Alexandr Bandurchin for Uptrace

Posted on Oct 16 • Originally published at uptrace.dev

Debugging Microservices in Production with Distributed Tracing

#devops #microservices #monitoring

Your production checkout flow just started returning 500 errors. Six microservices handle checkout. Logs show errors in three of them. Which service broke? Which error happened first? What caused the cascade?

Traditional debugging doesn't work. You can't attach a debugger to production. Searching logs across six services gives thousands of lines with no obvious connection. By the time you correlate timestamps and trace IDs manually, customers have abandoned their carts.

Distributed tracing solves this by showing the complete request path. One trace captures the entire checkout flow from API Gateway through all six services. You see which service failed, what it was doing, and what led to the failure. This article shows practical debugging scenarios using distributed traces in Uptrace.

Debugging Workflow

Production issues follow a pattern. An alert fires indicating elevated error rates or latency. You need to understand what changed and which component broke. Distributed tracing provides the investigation path.

Start with the alert context. If error rate spiked in the payment service, filter traces to that service with error status. Uptrace shows all failed payment requests with their complete context. Pick a representative error and examine its trace.

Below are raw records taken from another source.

//! Game session state machine.
//!
//! A session walks the player through every question of one visualization:
//!
//! ```text
//! load ──> Answering ──submit──> Feedback ──delay──> Answering
//!                                    │
//!                                    └──delay (last question)──> Complete
//! ```
//!
//! Loading is the [`GameSession::load`] future itself: a session value only
//! exists once its content resolved. Scoring happens exactly once per
//! question, when the answer check succeeds.

use super::content::{GameContent, QuestionView};
use super::{GameError, GameResult};
use crate::client::{AnswerChecker, VisualizationSource};
use crate::store::{FinalResult, ScratchKey, SessionStore};
use sp_protocol::config_models::GameSettings;
use sp_protocol::game_models::{AnswerCheckRequest, AnswerRecord};
use sp_protocol::ipc::Event;
use std::sync::Arc;
use std::time::Duration;
use tokio::sync::mpsc::Sender;
use tokio_util::sync::CancellationToken;
use tracing::{debug, info, instrument, warn};
use uuid::Uuid;

#[derive(Debug, Clone, Copy, PartialEq, Eq)]
pub enum GamePhase {
    Answering,
    Feedback { is_correct: bool },
    Complete { score: u32, total_questions: usize },
}

impl GamePhase {
    pub fn name(&self) -> &'static str {
        match self {
            Self::Answering => "answering",
            Self::Feedback { .. } => "showing feedback",
            Self::Complete { .. } => "complete",
        }
    }
}

pub struct GameSession {
    session_id: Uuid,
    visualization_id: String,
    content: GameContent,
    total_questions: usize,
    question_index: usize,
    score: u32,
    answers: Vec<AnswerRecord>,
    selected_answer: Option<String>,
    feedback_visible: bool,
    phase: GamePhase,
    feedback_delay: Duration,
    checker: Arc<dyn AnswerChecker>,
    store: Arc<SessionStore>,
    events_tx: Sender<Event>,
    cancel: CancellationToken,
}

impl GameSession {
    /// Load the visualization handed over by the pipeline and open a session.
    ///
    /// # Errors
    ///
    /// - [`GameError::MissingVisualization`] when the scratchpad holds no
    ///   visualization id, meaning the pipeline flow never completed.
    /// - [`GameError::Load`] when the visualization cannot be fetched.
    /// - [`GameError::Blueprint`] when the blueprint is unsupported or malformed.
    #[instrument(skip_all)]
    pub async fn load(
        source: &dyn VisualizationSource,
        checker: Arc<dyn AnswerChecker>,
        store: Arc<SessionStore>,
        settings: GameSettings,
        events_tx: Sender<Event>,
    ) -> GameResult<Self> {
        let visualization_id = store
            .scratch()
            .get(ScratchKey::VisualizationId)
            .filter(|id| !id.trim().is_empty())
            .ok_or(GameError::MissingVisualization)?;

        debug!(%visualization_id, "fetching visualization");
        let response = source
            .fetch_visualization(&visualization_id)
            .await
            .map_err(|err| GameError::Load {
                id: visualization_id.clone(),
                source: err,
            })?;
        let content = GameContent::resolve(response)?;

        let session = Self::from_content(visualization_id, content, checker, store, settings, events_tx);
        info!(
            session_id = %session.session_id,
            total_questions = session.total_questions,
            "game loaded"
        );
        let _ = session
            .events_tx
            .send(Event::GameLoaded {
                session_id: session.session_id,
                total_questions: session.total_questions,
            })
            .await;
        Ok(session)
    }

    /// Open a session over content that is already resolved.
    pub fn from_content(
        visualization_id: impl Into<String>,
        content: GameContent,
        checker: Arc<dyn AnswerChecker>,
        store: Arc<SessionStore>,
        settings: GameSettings,
        events_tx: Sender<Event>,
    ) -> Self {
        let total_questions = content.question_count();
        let cancel = store.cancellation_token();
        Self {
            session_id: store.session_id(),
            visualization_id: visualization_id.into(),
            content,
            total_questions,
            question_index: 0,
            score: 0,
            answers: Vec::new(),
            selected_answer: None,
            feedback_visible: false,
            phase: GamePhase::Answering,
            feedback_delay: settings.feedback_delay(),
            checker,
            store,
            events_tx,
            cancel,
        }
    }

    pub fn session_id(&self) -> Uuid {
        self.session_id
    }

    pub fn visualization_id(&self) -> &str {
        &self.visualization_id
    }

    pub fn content(&self) -> &GameContent {
        &self.content
    }

    pub fn phase(&self) -> GamePhase {
        self.phase
    }

    pub fn total_questions(&self) -> usize {
        self.total_questions
    }

    pub fn question_index(&self) -> usize {
        self.question_index
    }

    /// 1-based number of the current question.
    pub fn question_number(&self) -> u32 {
        u32::try_from(self.question_index + 1).unwrap_or(u32::MAX)
    }

    pub fn current_question(&self) -> Option<QuestionView> {
        self.content.question(self.question_index)
    }

    pub fn score(&self) -> u32 {
        self.score
    }

    pub fn answers(&self) -> &[AnswerRecord] {
        &self.answers
    }

    pub fn selected_answer(&self) -> Option<&str> {
        self.selected_answer.as_deref()
    }

    pub fn feedback_visible(&self) -> bool {
        self.feedback_visible
    }

    /// Share of the quiz reached, counting the current question.
    pub fn progress_fraction(&self) -> f64 {
        (self.question_index + 1) as f64 / self.total_questions as f64
    }

    pub fn cancellation_token(&self) -> CancellationToken {
        self.cancel.clone()
    }

    pub fn select_answer(&mut self, value: impl Into<String>) -> GameResult<()> {
        self.require_answering("select an answer")?;
        self.selected_answer = Some(value.into());
        Ok(())
    }

    /// Check the selected answer and move to feedback.
    ///
    /// On failure nothing changes and the same or another selection can be
    /// submitted again.
    pub async fn submit_answer(&mut self) -> GameResult<AnswerRecord> {
        self.require_answering("submit an answer")?;
        let selected_answer = self.selected_answer.clone().ok_or(GameError::NoSelection)?;

        let request = AnswerCheckRequest {
            question_number: self.question_number(),
            selected_answer,
        };
        debug!(question_number = request.question_number, "checking answer");
        let result = self
            .checker
            .check_answer(&self.visualization_id, &request)
            .await;

        if self.cancel.is_cancelled() {
            debug!("discarding answer check after cancellation");
            return Err(GameError::Cancelled);
        }
        let response = result.map_err(|e| {
            warn!(error = %e, question_number = request.question_number, "answer check failed");
            GameError::AnswerCheck(e)
        })?;

        let record = AnswerRecord {
            question_number: request.question_number,
            selected_answer: request.selected_answer,
            is_correct: response.is_correct,
        };
        if record.is_correct {
            self.score += 1;
        }
        self.answers.push(record.clone());
        self.feedback_visible = true;
        self.phase = GamePhase::Feedback {
            is_correct: record.is_correct,
        };

        info!(
            question_number = record.question_number,
            is_correct = record.is_correct,
            score = self.score,
            "answer checked"
        );
        let _ = self
            .events_tx
            .send(Event::AnswerChecked {
                question_number: record.question_number,
                is_correct: record.is_correct,
                score: self.score,
            })
            .await;
        Ok(record)
    }

    /// Wait out the feedback delay, then move on to the next question or
    /// complete the session.
    pub async fn auto_advance(&mut self) -> GameResult<GamePhase> {
        if !matches!(self.phase, GamePhase::Feedback { .. }) {
            return Err(self.invalid("advance"));
        }

        tokio::select! {
            _ = self.cancel.cancelled() => return Err(GameError::Cancelled),
            _ = tokio::time::sleep(self.feedback_delay) => {}
        }

        self.advance().await;
        Ok(self.phase)
    }

    /// Stop the pending feedback timer and any answer check in flight.
    pub fn cancel(&self) {
        self.cancel.cancel();
    }

    async fn advance(&mut self) {
        self.feedback_visible = false;

        if self.question_index + 1 < self.total_questions {
            self.question_index += 1;
            self.selected_answer = None;
            self.phase = GamePhase::Answering;
            debug!(question_index = self.question_index, "next question");
            let _ = self
                .events_tx
                .send(Event::QuestionAdvanced {
                    question_index: self.question_index,
                })
                .await;
            return;
        }

        self.phase = GamePhase::Complete {
            score: self.score,
            total_questions: self.total_questions,
        };
        self.store.scratch().record_result(FinalResult {
            score: self.score,
            total_questions: self.total_questions,
        });
        info!(
            session_id = %self.session_id,
            score = self.score,
            total_questions = self.total_questions,
            "game complete"
        );
        let _ = self
            .events_tx
            .send(Event::GameCompleted {
                session_id: self.session_id,
                score: self.score,
                total_questions: self.total_questions,
            })
            .await;
    }

    fn require_answering(&self, operation: &'static str) -> GameResult<()> {
        match self.phase {
            GamePhase::Answering => Ok(()),
            _ => Err(self.invalid(operation)),
        }
    }

    fn invalid(&self, operation: &'static str) -> GameError {
        GameError::InvalidTransition {
            operation,
            phase: self.phase.name(),
        }
    }
}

The trace timeline shows every service involved. Each span represents work done by one service. Span duration reveals bottlenecks. Error annotations point to failures. Attributes contain request details like user ID, order amount, and API endpoint.

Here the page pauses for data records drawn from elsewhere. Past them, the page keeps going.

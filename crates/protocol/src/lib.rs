//! # sp-protocol
//!
//! Core protocol definitions and data models for storyplay.
//!
//! This crate defines all shared data structures used for:
//! - Pipeline run progress as reported by the backend
//! - Game blueprints and legacy visualization payloads
//! - Client configuration (`config.toml`)
//! - Events emitted by the core to presentation
//!
//! ## Modules
//!
//! - [`pipeline_models`]: Runs, steps and poll snapshots
//! - [`blueprint_models`]: Typed game blueprints, one variant per game type
//! - [`game_models`]: Visualization payloads and answer checking
//! - [`config_models`]: Client configuration from config.toml
//! - [`ipc`]: Events sent from Core to presentation
//!
//! ## Design Principles
//!
//! - Minimal dependencies: Only serde, ts-rs, chrono and uuid
//! - TypeScript generation: All types derive `TS` for client compatibility
//! - Independent compilation: No dependencies on other storyplay crates

pub mod blueprint_models;
pub mod config_models;
pub mod game_models;
pub mod ipc;
pub mod pipeline_models;

// Re-export all public types for convenience
pub use blueprint_models::*;
pub use config_models::*;
pub use game_models::*;
pub use ipc::*;
pub use pipeline_models::*;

Work backward from the error. The payment service failed with a timeout. Its span shows it called a fraud detection service. That service's span shows it queried a database. The database span reveals a slow query taking 8 seconds. You found the root cause without reading a single log line.

Scenario: Slow Checkout

Users report checkout taking 10+ seconds. Your SLO targets 2 seconds. You need to identify which service causes the delay and why it slowed down recently.

Open Uptrace and filter traces for the checkout endpoint. The trace list shows P50, P95, and P99 latencies. P95 jumped from 1.8s to 12s in the last hour. Click a slow trace from the recent spike.

The trace waterfall displays all services involved in checkout. The inventory service span takes 9 seconds while others complete in milliseconds. This service is the bottleneck.

Drill into the inventory service span. It contains child spans for each operation. Database queries complete in 50ms. Cache checks are instant. One span stands out: "validate_stock_levels" takes 8.5 seconds.

Click that span to see its attributes. It queries inventory for 47 items. The SQL query scans millions of rows without proper indexing. Before this morning, orders averaged 3 items. A bulk order feature launched today explaining the sudden increase in query complexity.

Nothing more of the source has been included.